### Dataset records:

=-=-=-=-=

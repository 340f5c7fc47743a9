//! Per-kind hooks for the generic aggregation index.

use mcpv_domain::config::{NamespaceStrategy, ServerSpec};
use mcpv_domain::{Result, SpecKey};
use mcpv_proto::mcp::{
    methods, ListChangedKind, PromptDef, PromptsListResult, ResourceDef, ResourcesListResult,
    ToolDef, ToolsListResult,
};
use mcpv_runtime::cache::CachedMeta;
use mcpv_runtime::MetadataCache;
use serde_json::Value;

/// Hooks specializing [`GenericIndex`](crate::generic::GenericIndex) for
/// one catalog kind.
pub trait IndexKind: Send + Sync + 'static {
    type Def: Clone + serde::Serialize + PartialEq + Send + Sync + 'static;

    /// Which `list_changed` notifications target this index.
    const KIND: ListChangedKind;
    /// The downstream list method.
    const METHOD: &'static str;
    /// Log label.
    const NAME: &'static str;

    /// Native entry name (tool name, resource URI, prompt name).
    fn entry_name(def: &Self::Def) -> &str;

    /// Parse the list result payload.
    fn parse(result: Value) -> Result<Vec<Self::Def>>;

    fn cache_get(meta: &CachedMeta) -> Vec<Self::Def>;
    fn cache_put(cache: &MetadataCache, spec_key: &SpecKey, defs: Vec<Self::Def>);

    /// Client-facing display name. Only tools participate in
    /// namespacing; resources and prompts keep their native names.
    fn display_name(def: &Self::Def, server_name: &str, strategy: NamespaceStrategy) -> String {
        let _ = (server_name, strategy);
        Self::entry_name(def).to_string()
    }

    /// Whether a spec's allow-list admits this entry. Only meaningful for
    /// tools.
    fn exposed(def: &Self::Def, spec: &ServerSpec, global: Option<&[String]>) -> bool {
        let _ = (def, spec, global);
        true
    }
}

// ━━━━━━━━━━━━━━━━━━━━━━━━━━━━━━━━━━━━━━━━━━━━━━━━━━━━━━━━━━━━━━━━━━
// Tools
// ━━━━━━━━━━━━━━━━━━━━━━━━━━━━━━━━━━━━━━━━━━━━━━━━━━━━━━━━━━━━━━━━━━

pub struct ToolKind;

impl IndexKind for ToolKind {
    type Def = ToolDef;
    const KIND: ListChangedKind = ListChangedKind::Tools;
    const METHOD: &'static str = methods::TOOLS_LIST;
    const NAME: &'static str = "tools";

    fn entry_name(def: &ToolDef) -> &str {
        &def.name
    }

    fn parse(result: Value) -> Result<Vec<ToolDef>> {
        let parsed: ToolsListResult = serde_json::from_value(result)?;
        Ok(parsed.tools)
    }

    fn cache_get(meta: &CachedMeta) -> Vec<ToolDef> {
        meta.tools.clone()
    }

    fn cache_put(cache: &MetadataCache, spec_key: &SpecKey, defs: Vec<ToolDef>) {
        cache.upsert_tools(spec_key, defs);
    }

    fn display_name(def: &ToolDef, server_name: &str, strategy: NamespaceStrategy) -> String {
        match strategy {
            NamespaceStrategy::Prefix => format!("{server_name}.{}", def.name),
            NamespaceStrategy::Flat => def.name.clone(),
        }
    }

    fn exposed(def: &ToolDef, spec: &ServerSpec, global: Option<&[String]>) -> bool {
        if let Some(allow) = &spec.expose_tools {
            if !allow.iter().any(|n| n == &def.name) {
                return false;
            }
        }
        if let Some(allow) = global {
            if !allow.iter().any(|n| n == &def.name) {
                return false;
            }
        }
        true
    }
}

// ━━━━━━━━━━━━━━━━━━━━━━━━━━━━━━━━━━━━━━━━━━━━━━━━━━━━━━━━━━━━━━━━━━
// Resources
// ━━━━━━━━━━━━━━━━━━━━━━━━━━━━━━━━━━━━━━━━━━━━━━━━━━━━━━━━━━━━━━━━━━

pub struct ResourceKind;

impl IndexKind for ResourceKind {
    type Def = ResourceDef;
    const KIND: ListChangedKind = ListChangedKind::Resources;
    const METHOD: &'static str = methods::RESOURCES_LIST;
    const NAME: &'static str = "resources";

    fn entry_name(def: &ResourceDef) -> &str {
        &def.uri
    }

    fn parse(result: Value) -> Result<Vec<ResourceDef>> {
        let parsed: ResourcesListResult = serde_json::from_value(result)?;
        Ok(parsed.resources)
    }

    fn cache_get(meta: &CachedMeta) -> Vec<ResourceDef> {
        meta.resources.clone()
    }

    fn cache_put(cache: &MetadataCache, spec_key: &SpecKey, defs: Vec<ResourceDef>) {
        cache.upsert_resources(spec_key, defs);
    }
}

// ━━━━━━━━━━━━━━━━━━━━━━━━━━━━━━━━━━━━━━━━━━━━━━━━━━━━━━━━━━━━━━━━━━
// Prompts
// ━━━━━━━━━━━━━━━━━━━━━━━━━━━━━━━━━━━━━━━━━━━━━━━━━━━━━━━━━━━━━━━━━━

pub struct PromptKind;

impl IndexKind for PromptKind {
    type Def = PromptDef;
    const KIND: ListChangedKind = ListChangedKind::Prompts;
    const METHOD: &'static str = methods::PROMPTS_LIST;
    const NAME: &'static str = "prompts";

    fn entry_name(def: &PromptDef) -> &str {
        &def.name
    }

    fn parse(result: Value) -> Result<Vec<PromptDef>> {
        let parsed: PromptsListResult = serde_json::from_value(result)?;
        Ok(parsed.prompts)
    }

    fn cache_get(meta: &CachedMeta) -> Vec<PromptDef> {
        meta.prompts.clone()
    }

    fn cache_put(cache: &MetadataCache, spec_key: &SpecKey, defs: Vec<PromptDef>) {
        cache.upsert_prompts(spec_key, defs);
    }
}

#[cfg(test)]
mod tests {
    use super::*;

    fn tool(name: &str) -> ToolDef {
        serde_json::from_value(serde_json::json!({ "name": name })).unwrap()
    }

    #[test]
    fn tool_namespacing() {
        let def = tool("search");
        assert_eq!(
            ToolKind::display_name(&def, "github", NamespaceStrategy::Prefix),
            "github.search"
        );
        assert_eq!(
            ToolKind::display_name(&def, "github", NamespaceStrategy::Flat),
            "search"
        );
    }

    #[test]
    fn expose_tools_filters() {
        let spec: ServerSpec =
            serde_yaml::from_str("name: s\ncmd: echo\nexposeTools: [allowed]\n").unwrap();
        assert!(ToolKind::exposed(&tool("allowed"), &spec, None));
        assert!(!ToolKind::exposed(&tool("hidden"), &spec, None));

        // Global allow-list applies on top.
        let open: ServerSpec = serde_yaml::from_str("name: s\ncmd: echo\n").unwrap();
        let global = vec!["only".to_string()];
        assert!(ToolKind::exposed(&tool("only"), &open, Some(&global)));
        assert!(!ToolKind::exposed(&tool("other"), &open, Some(&global)));
    }

    #[test]
    fn resources_keep_native_uri() {
        let def: ResourceDef =
            serde_json::from_value(serde_json::json!({ "uri": "file:///a" })).unwrap();
        assert_eq!(
            ResourceKind::display_name(&def, "srv", NamespaceStrategy::Prefix),
            "file:///a"
        );
    }

    #[test]
    fn parse_rejects_garbage() {
        assert!(ToolKind::parse(serde_json::json!({ "tools": "nope" })).is_err());
        assert!(PromptKind::parse(serde_json::json!({ "prompts": [{ "name": "p" }] })).is_ok());
    }
}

=-=-=-=-=

All entries above need to be copied verbatim.

### Written solution:
repository 340f5c7fc47743a9
//! Per-kind hooks for the generic aggregation index.

use mcpv_domain::config::{NamespaceStrategy, ServerSpec};
use mcpv_domain::{Result, SpecKey};
use mcpv_proto::mcp::{
    methods, ListChangedKind, PromptDef, PromptsListResult, ResourceDef, ResourcesListResult,
    ToolDef, ToolsListResult,
};
use mcpv_runtime::cache::CachedMeta;
use mcpv_runtime::MetadataCache;
use serde_json::Value;

/// Hooks specializing [`GenericIndex`](crate::generic::GenericIndex) for
/// one catalog kind.
pub trait IndexKind: Send + Sync + 'static {
    type Def: Clone + serde::Serialize + PartialEq + Send + Sync + 'static;

    /// Which `list_changed` notifications target this index.
    const KIND: ListChangedKind;
    /// The downstream list method.
    const METHOD: &'static str;
    /// Log label.
    const NAME: &'static str;

    /// Native entry name (tool name, resource URI, prompt name).
    fn entry_name(def: &Self::Def) -> &str;

    /// Parse the list result payload.
    fn parse(result: Value) -> Result<Vec<Self::Def>>;

    fn cache_get(meta: &CachedMeta) -> Vec<Self::Def>;
    fn cache_put(cache: &MetadataCache, spec_key: &SpecKey, defs: Vec<Self::Def>);

    /// Client-facing display name. Only tools participate in
    /// namespacing; resources and prompts keep their native names.
    fn display_name(def: &Self::Def, server_name: &str, strategy: NamespaceStrategy) -> String {
        let _ = (server_name, strategy);
        Self::entry_name(def).to_string()
    }

    /// Whether a spec's allow-list admits this entry. Only meaningful for
    /// tools.
    fn exposed(def: &Self::Def, spec: &ServerSpec, global: Option<&[String]>) -> bool {
        let _ = (def, spec, global);
        true
    }
}

// ━━━━━━━━━━━━━━━━━━━━━━━━━━━━━━━━━━━━━━━━━━━━━━━━━━━━━━━━━━━━━━━━━━
// Tools
// ━━━━━━━━━━━━━━━━━━━━━━━━━━━━━━━━━━━━━━━━━━━━━━━━━━━━━━━━━━━━━━━━━━

pub struct ToolKind;

impl IndexKind for ToolKind {
    type Def = ToolDef;
    const KIND: ListChangedKind = ListChangedKind::Tools;
    const METHOD: &'static str = methods::TOOLS_LIST;
    const NAME: &'static str = "tools";

    fn entry_name(def: &ToolDef) -> &str {
        &def.name
    }

    fn parse(result: Value) -> Result<Vec<ToolDef>> {
        let parsed: ToolsListResult = serde_json::from_value(result)?;
        Ok(parsed.tools)
    }

    fn cache_get(meta: &CachedMeta) -> Vec<ToolDef> {
        meta.tools.clone()
    }

    fn cache_put(cache: &MetadataCache, spec_key: &SpecKey, defs: Vec<ToolDef>) {
        cache.upsert_tools(spec_key, defs);
    }

    fn display_name(def: &ToolDef, server_name: &str, strategy: NamespaceStrategy) -> String {
        match strategy {
            NamespaceStrategy::Prefix => format!("{server_name}.{}", def.name),
            NamespaceStrategy::Flat => def.name.clone(),
        }
    }

    fn exposed(def: &ToolDef, spec: &ServerSpec, global: Option<&[String]>) -> bool {
        if let Some(allow) = &spec.expose_tools {
            if !allow.iter().any(|n| n == &def.name) {
                return false;
            }
        }
        if let Some(allow) = global {
            if !allow.iter().any(|n| n == &def.name) {
                return false;
            }
        }
        true
    }
}

// ━━━━━━━━━━━━━━━━━━━━━━━━━━━━━━━━━━━━━━━━━━━━━━━━━━━━━━━━━━━━━━━━━━
// Resources
// ━━━━━━━━━━━━━━━━━━━━━━━━━━━━━━━━━━━━━━━━━━━━━━━━━━━━━━━━━━━━━━━━━━

pub struct ResourceKind;

impl IndexKind for ResourceKind {
    type Def = ResourceDef;
    const KIND: ListChangedKind = ListChangedKind::Resources;
    const METHOD: &'static str = methods::RESOURCES_LIST;
    const NAME: &'static str = "resources";

    fn entry_name(def: &ResourceDef) -> &str {
        &def.uri
    }

    fn parse(result: Value) -> Result<Vec<ResourceDef>> {
        let parsed: ResourcesListResult = serde_json::from_value(result)?;
        Ok(parsed.resources)
    }

    fn cache_get(meta: &CachedMeta) -> Vec<ResourceDef> {
        meta.resources.clone()
    }

    fn cache_put(cache: &MetadataCache, spec_key: &SpecKey, defs: Vec<ResourceDef>) {
        cache.upsert_resources(spec_key, defs);
    }
}

// ━━━━━━━━━━━━━━━━━━━━━━━━━━━━━━━━━━━━━━━━━━━━━━━━━━━━━━━━━━━━━━━━━━
// Prompts
// ━━━━━━━━━━━━━━━━━━━━━━━━━━━━━━━━━━━━━━━━━━━━━━━━━━━━━━━━━━━━━━━━━━

pub struct PromptKind;

impl IndexKind for PromptKind {
    type Def = PromptDef;
    const KIND: ListChangedKind = ListChangedKind::Prompts;
    const METHOD: &'static str = methods::PROMPTS_LIST;
    const NAME: &'static str = "prompts";

    fn entry_name(def: &PromptDef) -> &str {
        &def.name
    }

    fn parse(result: Value) -> Result<Vec<PromptDef>> {
        let parsed: PromptsListResult = serde_json::from_value(result)?;
        Ok(parsed.prompts)
    }

    fn cache_get(meta: &CachedMeta) -> Vec<PromptDef> {
        meta.prompts.clone()
    }

    fn cache_put(cache: &MetadataCache, spec_key: &SpecKey, defs: Vec<PromptDef>) {
        cache.upsert_prompts(spec_key, defs);
    }
}

#[cfg(test)]
mod tests {
    use super::*;

    fn tool(name: &str) -> ToolDef {
        serde_json::from_value(serde_json::json!({ "name": name })).unwrap()
    }

    #[test]
    fn tool_namespacing() {
        let def = tool("search");
        assert_eq!(
            ToolKind::display_name(&def, "github", NamespaceStrategy::Prefix),
            "github.search"
        );
        assert_eq!(
            ToolKind::display_name(&def, "github", NamespaceStrategy::Flat),
            "search"
        );
    }

    #[test]
    fn expose_tools_filters() {
        let spec: ServerSpec =
            serde_yaml::from_str("name: s\ncmd: echo\nexposeTools: [allowed]\n").unwrap();
        assert!(ToolKind::exposed(&tool("allowed"), &spec, None));
        assert!(!ToolKind::exposed(&tool("hidden"), &spec, None));

        // Global allow-list applies on top.
        let open: ServerSpec = serde_yaml::from_str("name: s\ncmd: echo\n").unwrap();
        let global = vec!["only".to_string()];
        assert!(ToolKind::exposed(&tool("only"), &open, Some(&global)));
        assert!(!ToolKind::exposed(&tool("other"), &open, Some(&global)));
    }

    #[test]
    fn resources_keep_native_uri() {
        let def: ResourceDef =
            serde_json::from_value(serde_json::json!({ "uri": "file:///a" })).unwrap();
        assert_eq!(
            ResourceKind::display_name(&def, "srv", NamespaceStrategy::Prefix),
            "file:///a"
        );
    }

    #[test]
    fn parse_rejects_garbage() {
        assert!(ToolKind::parse(serde_json::json!({ "tools": "nope" })).is_err());
        assert!(PromptKind::parse(serde_json::json!({ "prompts": [{ "name": "p" }] })).is_ok());
    }
}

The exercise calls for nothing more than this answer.